HomeEvents'Problematic' DS AI Seminar on Predicting the development of liver cancer using MRI

'Problematic' DS AI Seminar on Predicting the development of liver cancer using MRI

Join us Thursday 22 February for another "Problematic Seminar". The problem this time, is related to synthetic data: Predicting the development of liver cancer using MRI and also about self-supervised pretraining techniques as a mean to improve weight initialization. PhD’s and PostDocs working on ML are highly encouraged to join, we need you! Register here to join.

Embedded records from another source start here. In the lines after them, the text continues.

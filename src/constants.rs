//! Protocol constants and default tunables

use std::time::Duration;

/// Default FreeSWITCH ESL port for inbound connections
pub const DEFAULT_ESL_PORT: u16 = 8021;

/// Default ESL shared secret shipped with FreeSWITCH
pub const DEFAULT_ESL_PASSWORD: &str = "ClueCon";

/// Maximum single frame body (8MB) - validates Content-Length header
/// No legitimate ESL message should exceed this (largest is sofia status ~1-2MB)
pub const MAX_MESSAGE_SIZE: usize = 8 * 1024 * 1024;

/// Protocol message terminators
pub const HEADER_TERMINATOR: &str = "\n\n";
pub const LINE_TERMINATOR: &str = "\n";

/// Literal the server puts in its reply to a successful `auth`.
pub const AUTH_ACCEPTED_MARKER: &str = "+OK accepted";

/// Liveness probe. Not an ESL verb; any non-event reply counts as alive.
pub const PROBE_MESSAGE: &str = "ping\n\n";

/// Listener name matching every event.
pub const WILDCARD_EVENT: &str = "*";

/// TCP dial timeout
pub const DEFAULT_CONNECT_TIMEOUT: Duration = Duration::from_secs(5);

/// Per-frame read deadline
pub const DEFAULT_READ_TIMEOUT: Duration = Duration::from_secs(30);

/// Per-frame write deadline
pub const DEFAULT_WRITE_TIMEOUT: Duration = Duration::from_secs(10);

/// Liveness probe deadline (write and read each)
pub const DEFAULT_PROBE_TIMEOUT: Duration = Duration::from_secs(3);

/// How long `Pool::get` waits for a free transport
pub const DEFAULT_ACQUIRE_TIMEOUT: Duration = Duration::from_secs(10);

/// Idle transports older than this are evicted
pub const DEFAULT_IDLE_TIMEOUT: Duration = Duration::from_secs(5 * 60);

/// Period of the idle-set health check
pub const DEFAULT_HEALTH_CHECK_INTERVAL: Duration = Duration::from_secs(30);

/// Period of the idle-set eviction scan
pub const DEFAULT_EVICTION_INTERVAL: Duration = Duration::from_secs(60);

/// Default command round-trip timeout used by the client (5 seconds)
pub const DEFAULT_COMMAND_TIMEOUT: Duration = Duration::from_secs(5);

/// Default number of concurrent event delivery workers
pub const DEFAULT_DISPATCH_WORKERS: usize = 8;

/// Maximum number of queued deliveries before `dispatch` waits
pub const MAX_EVENT_QUEUE_SIZE: usize = 1000;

"Problematic" DS AI seminars

A seminar with a twist, a seminar with a challenge, a seminar with a quest for help leading to a solution... Are you the colleague who will help forward another colleague in this ML-challenge? 

The challenge

Jakob Nolte, Beyond synthetic data: Predicting the development of liver cancer using MRI

Using MRI screenings, this research aims to predict the development of liver cancer in cirrhosis patients. The data comprises roughly 800 3D-MRI scans from approx. 250 patients who underwent repeated MRI screening (1-15 observations per patient). From the 250 patients, approx. 50 developed liver cancer. In a proof-of-concept study, we extracted a set of handcrafted features –coined radiomic features - from a manually delineated region of interest within the images. When fitting a simple machine learning model to the extracted data, the results were promising, highlighting especially the extreme intensity (e.g., upper/lower 10th percentile) values as indicative of cancer development. However, when instead fitting a neural network to the raw images, results were subpar and this regardless of model architecture, optimizer, and supervised/ semi-supervised learning approaches. We suspect that this is primarily due to MRI’s lack of a standard intensity scale. For example, even two MRIs from the same person acquired with the same scanner do not share the same range of intensity values. As such, the network faces the challenge to maneuver a heterogeneous feature space with limited data.

 Our primary objective for the meeting thus concerns data quality in real-world data sets. That is, how can we limit the heterogeneity between images while still preserving their original distribution? Our secondary objective concerns the initialization of neural networks. It is well established that small scale dataset benefit from pretraining on large dataset. However, pretrained 3D models - let alone 3D models pretrained on medical images - are scarce. Therefore, I would like to discuss self-supervised pretraining techniques as a mean to improve weight initialization.